Prima della sua dissoluzione, avvenuta nel non troppo lontano 1991, l’Unione Sovietica finanziava e sosteneva sotto molteplici aspetti — economici, militari e diplomatici — numerosi movimenti e organizzazioni socialiste nel continente africano.
Durante gli anni di ‘splendore’ dello Stato sovietico, Paesi come Mozambico, Sudafrica, Zimbabwe e Angola erano coinvolti nel grande gioco geopolitico che il Cremlino conduceva, e in parte continua a condurre, contro l’Occidente per il controllo del Sahel. Anche gli Stati francofoni, come Benin, Madagascar, Guinea, Congo e Ghana, non furono esenti da questo complesso Risiko africano, in cui Francia e Stati Uniti sembrano, da troppi anni ormai, aver lanciato i dadi sbagliati, lasciando ampio margine alle ambizioni egemoniche di Mosca.
Il Sahel
Con i suoi oltre 3 milioni di chilometri quadrati di superficie, il Sahel si presenta come una regione caratterizzata da un clima tropicale semi-arido, in una terra brulla e sabbiosa dove cellule terroristiche di matrice islamista, prevalentemente salafita, trovano terreno fertile per minare la stabilità dell’intera area subsahariana.

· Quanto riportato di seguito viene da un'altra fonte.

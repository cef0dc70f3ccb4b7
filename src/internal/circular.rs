//! Resolution-stack guard for circular dependency detection.
//!
//! The registration-time graph check in `registry::resolver` cannot see
//! cycles introduced through late or factory registrations, so every
//! resolve also runs against a thread-local stack of in-progress
//! resolutions. The stack is torn down as each call returns, whether it
//! succeeds or unwinds.

use std::cell::RefCell;
use std::panic;

const MAX_DEPTH: usize = 1024;

thread_local! {
    static RESOLUTION_TLS: RefCell<ResolutionTls> = RefCell::new(ResolutionTls::default());
}

#[derive(Default)]
struct ResolutionTls {
    stack: Vec<&'static str>,
    depth: usize,
}

/// Panic payload for circular dependency detection.
///
/// When a cycle is detected on the resolution stack, this payload carries
/// the complete stack-to-type path, e.g.
/// `["ServiceA", "ServiceB", "ServiceC", "ServiceA"]`.
#[derive(Debug)]
pub struct CircularPanic {
    /// The complete circular dependency path showing the cycle.
    pub path: Box<[&'static str]>,
}

impl CircularPanic {
    fn new(path: Vec<&'static str>) -> Self {
        CircularPanic { path: path.into_boxed_slice() }
    }
}

/// Pushes a type name on entry and pops it on drop.
///
/// The pop also runs during unwinding, so a caught cycle leaves the
/// thread-local stack exactly as the surviving frames expect it.
pub(crate) struct StackGuard {
    name: &'static str,
}

impl StackGuard {
    pub(crate) fn new(name: &'static str) -> Self {
        RESOLUTION_TLS.with(|tls| {
            let mut tls = tls.borrow_mut();

            // Cycle check BEFORE pushing the new name: re-entry means the
            // path from the stack through this type is circular.
            if tls.stack.iter().any(|&n| n == name) {
                let mut path = tls.stack.clone();
                path.push(name);
                drop(tls);
                panic::panic_any(CircularPanic::new(path));
            }

            if tls.depth >= MAX_DEPTH {
                let depth = tls.depth;
                drop(tls);
                panic::panic_any(crate::error::DiError::DepthExceeded(depth));
            }

            tls.stack.push(name);
            tls.depth += 1;
        });

        Self { name }
    }
}

/// Depth of the current thread's resolution stack. Zero means this is a
/// top-level resolve.
pub(crate) fn stack_depth() -> usize {
    RESOLUTION_TLS.with(|tls| tls.borrow().depth)
}

impl Drop for StackGuard {
    fn drop(&mut self) {
        RESOLUTION_TLS.with(|tls| {
            let mut tls = tls.borrow_mut();
            if let Some(last) = tls.stack.pop() {
                debug_assert_eq!(last, self.name);
            }
            tls.depth = tls.depth.saturating_sub(1);
        });
    }
}

/// Execute a closure at the resolution boundary, converting a detected
/// cycle or depth overrun into its `DiError` form.
///
/// The guard frames themselves are pushed by `resolve_any`; this only
/// catches what they throw.
pub(crate) fn with_circular_catch<T, F>(f: F) -> crate::error::DiResult<T>
where
    F: FnOnce() -> crate::error::DiResult<T>,
{
    use std::panic::AssertUnwindSafe;

    match std::panic::catch_unwind(AssertUnwindSafe(f)) {
        Ok(result) => result,
        Err(payload) => {
            if let Some(circular) = payload.downcast_ref::<CircularPanic>() {
                Err(crate::error::DiError::Circular(circular.path.iter().copied().collect()))
            } else if let Some(err) = payload.downcast_ref::<crate::error::DiError>() {
                Err(err.clone())
            } else {
                // Re-panic for unrelated panics (e.g. a bug in a user factory).
                std::panic::resume_unwind(payload);
            }
        }
    }
}
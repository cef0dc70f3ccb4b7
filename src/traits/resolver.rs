//! Resolver traits for service resolution.

use std::any::Any;
use std::sync::Arc;
use crate::error::DiResult;
use crate::key::{key_of_trait, key_of_type, Key};

/// Type-erased Arc used for storage and transport of resolved instances.
pub(crate) type AnyArc = Arc<dyn Any + Send + Sync>;

/// Core resolver trait for object-safe service resolution.
///
/// This trait provides the fundamental resolution capability that can be
/// used as a trait object. It handles the low-level mechanics including
/// circular dependency detection through the thread-local resolution stack.
///
/// Most users should use the [`Resolver`] trait instead, which provides
/// ergonomic generic methods built on top of this one.
pub trait ResolverCore: Send + Sync {
    /// Resolves a single service, guarded by the resolution stack.
    ///
    /// Returns the instance wrapped in `Arc<dyn Any>`; resolution errors
    /// (unregistered, circular, creation failure) come back as `DiError`.
    fn resolve_any(&self, key: &Key) -> DiResult<Arc<dyn Any + Send + Sync>>;
}

/// High-level resolver interface with generic methods for type-safe
/// service resolution.
///
/// This is the API callers interact with. It builds on [`ResolverCore`]
/// to offer type-safe generic methods that handle type erasure and casting
/// internally. Both `ServiceContainer` and the `ResolverContext` passed to
/// factories implement this trait.
///
/// The erroring (`get`) and non-erroring (`try_get`) variants are thin
/// wrappers over the same core resolution path; `try_get` swallows every
/// failure and returns `None`, trading diagnosability for convenience.
///
/// # Examples
///
/// ```
/// use trellis_di::{ServiceContainer, Resolver};
/// use std::sync::Arc;
///
/// trait Logger: Send + Sync {
///     fn log(&self, msg: &str);
/// }
///
/// struct ConsoleLogger;
/// impl Logger for ConsoleLogger {
///     fn log(&self, msg: &str) {
///         println!("LOG: {}", msg);
///     }
/// }
///
/// let container = ServiceContainer::new();
/// container.register_singleton(42usize);
/// container.register_singleton_trait(Arc::new(ConsoleLogger) as Arc<dyn Logger>);
///
/// let number = container.get::<usize>().unwrap();
/// assert_eq!(*number, 42);
///
/// let logger = container.get_trait::<dyn Logger>().unwrap();
/// logger.log("resolved");
/// ```
pub trait Resolver: ResolverCore {
    /// Resolves a concrete service type.
    ///
    /// The service must be registered with the exact type `T`.
    fn get<T: 'static + Send + Sync>(&self) -> DiResult<Arc<T>> {
        let key = key_of_type::<T>();
        let any = self.resolve_any(&key)?;
        any.downcast::<T>()
            .map_err(|_| crate::error::DiError::TypeMismatch(std::any::type_name::<T>()))
    }

    /// Resolves a trait implementation.
    ///
    /// Trait instances are stored as `Arc<Arc<dyn Trait>>` inside the
    /// type-erased Arc, so the downcast targets `Arc<T>`.
    fn get_trait<T: ?Sized + 'static + Send + Sync>(&self) -> DiResult<Arc<T>>
    where
        Arc<T>: 'static,
    {
        let key = key_of_trait::<T>();
        let any = self.resolve_any(&key)?;
        any.downcast::<Arc<T>>()
            .map(|boxed| (*boxed).clone())
            .map_err(|_| crate::error::DiError::TypeMismatch(std::any::type_name::<T>()))
    }

    /// Resolves a concrete service type, returning `None` on any failure.
    ///
    /// Never panics and never surfaces an error; the failure is discarded.
    fn try_get<T: 'static + Send + Sync>(&self) -> Option<Arc<T>> {
        self.get::<T>().ok()
    }

    /// Resolves a trait implementation, returning `None` on any failure.
    fn try_get_trait<T: ?Sized + 'static + Send + Sync>(&self) -> Option<Arc<T>>
    where
        Arc<T>: 'static,
    {
        self.get_trait::<T>().ok()
    }

    /// Resolves a concrete service type, panicking on failure.
    ///
    /// Use this when the service is known to be registered and a
    /// configuration error should fail fast.
    ///
    /// # Examples
    ///
    /// ```
    /// use trellis_di::{ServiceContainer, Resolver};
    ///
    /// struct Settings { retries: u32 }
    ///
    /// let container = ServiceContainer::new();
    /// container.register_singleton(Settings { retries: 3 });
    ///
    /// // Registered above, so this cannot fail.
    /// let settings = container.get_required::<Settings>();
    /// assert_eq!(settings.retries, 3);
    /// ```
    ///
    /// ```should_panic
    /// use trellis_di::{ServiceContainer, Resolver};
    ///
    /// struct Missing;
    ///
    /// let container = ServiceContainer::new();
    /// container.get_required::<Missing>(); // panics
    /// ```
    fn get_required<T: 'static + Send + Sync>(&self) -> Arc<T> {
        self.get::<T>()
            .unwrap_or_else(|e| panic!("Failed to resolve {}: {:?}", std::any::type_name::<T>(), e))
    }

    /// Resolves a trait implementation, panicking on failure.
    ///
    /// # Examples
    ///
    /// ```
    /// use trellis_di::{ServiceContainer, Resolver};
    /// use std::sync::Arc;
    ///
    /// trait Clock: Send + Sync { fn now(&self) -> u64; }
    /// struct Fixed;
    /// impl Clock for Fixed { fn now(&self) -> u64 { 42 } }
    ///
    /// let container = ServiceContainer::new();
    /// container.register_singleton_trait::<dyn Clock>(Arc::new(Fixed));
    ///
    /// let clock = container.get_required_trait::<dyn Clock>();
    /// assert_eq!(clock.now(), 42);
    /// ```
    fn get_required_trait<T: ?Sized + 'static + Send + Sync>(&self) -> Arc<T>
    where
        Arc<T>: 'static,
    {
        self.get_trait::<T>()
            .unwrap_or_else(|e| {
                panic!("Failed to resolve trait {}: {:?}", std::any::type_name::<T>(), e)
            })
    }
}
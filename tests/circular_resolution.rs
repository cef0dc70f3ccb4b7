//! Resolution-stack cycle detection for chains the graph check never saw.

use trellis_di::{Constructor, DiError, Resolver, ServiceContainer, key_of_type};

struct Alpha;
struct Beta;

fn cyclic_container() -> ServiceContainer {
    let container = ServiceContainer::new();
    container.register_transient_ctors(vec![Constructor::new(
        vec![key_of_type::<Beta>()],
        |ctx| {
            ctx.get::<Beta>()?;
            Ok(Alpha)
        },
    )]);
    container.register_transient_ctors(vec![Constructor::new(
        vec![key_of_type::<Alpha>()],
        |ctx| {
            ctx.get::<Alpha>()?;
            Ok(Beta)
        },
    )]);
    container
}

#[test]
fn mutual_dependency_fails_with_full_path() {
    let container = cyclic_container();
    match container.resolve::<Alpha>() {
        Err(DiError::Circular(path)) => {
            assert_eq!(path.len(), 3);
            assert!(path[0].contains("Alpha"));
            assert!(path[1].contains("Beta"));
            assert!(path[2].contains("Alpha"));
        }
        other => panic!("unexpected outcome: {:?}", other.map(|_| ())),
    }
}

#[test]
fn try_resolve_swallows_the_cycle() {
    let container = cyclic_container();
    assert!(container.try_resolve::<Beta>().is_none());
}

#[test]
fn container_recovers_after_a_caught_cycle() {
    struct Standalone;

    let container = cyclic_container();
    container.register_singleton(Standalone);

    assert!(container.resolve::<Alpha>().is_err());
    // The resolution stack is fully unwound, so unrelated resolutions
    // still work on this thread.
    assert!(container.resolve::<Standalone>().is_ok());
    assert!(container.resolve::<Alpha>().is_err());
}

#[test]
fn self_referential_factory_is_detected() {
    struct Selfish;

    let container = ServiceContainer::new();
    container.register_transient_ctors(vec![Constructor::new(
        vec![key_of_type::<Selfish>()],
        |ctx| {
            ctx.get::<Selfish>()?;
            Ok(Selfish)
        },
    )]);

    match container.resolve::<Selfish>() {
        Err(DiError::Circular(path)) => {
            assert_eq!(path.len(), 2);
            assert_eq!(path[0], path[1]);
        }
        other => panic!("unexpected outcome: {:?}", other.map(|_| ())),
    }
}

#[test]
fn cycle_does_not_trigger_candidate_fallback() {
    struct Loopy {
        via_fallback: bool,
    }

    let container = ServiceContainer::new();
    container.register_transient_ctors(vec![
        Constructor::new(vec![key_of_type::<Loopy>()], |ctx| {
            ctx.get::<Loopy>()?;
            Ok(Loopy { via_fallback: false })
        }),
        Constructor::zero(|| Loopy { via_fallback: true }),
    ]);

    // The cycle aborts the whole resolution instead of silently building
    // the zero-requirement fallback.
    match container.resolve::<Loopy>() {
        Err(DiError::Circular(_)) => {}
        other => panic!("unexpected outcome: {:?}", other.map(|o| o.via_fallback)),
    }
}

Ma perché il Sahel è oggi così importante? La risposta, a scanso di equivoci, non risiede esclusivamente nelle sue ricche miniere di uranio, che rappresentano una risorsa fondamentale per Parigi, alimentando i 58 reattori nucleari del Paese. Né si limita alla presenza di basi americane, strategicamente posizionate per contrastare la minaccia jihadista in tutta la regione sottostante l’Africa magrebina.
Questa fascia di sabbia assume oggi una rilevanza cruciale perché rappresenta il pulsante di innesco di una delle più sofisticate armi della storia contemporanea: i migranti. Un nuovo strumento di guerra ibrida che Mosca adopera cinicamente contro i paesi europei, sfruttando le delicate rotte migratorie per esercitare pressioni geopolitiche verso tutta l’UE.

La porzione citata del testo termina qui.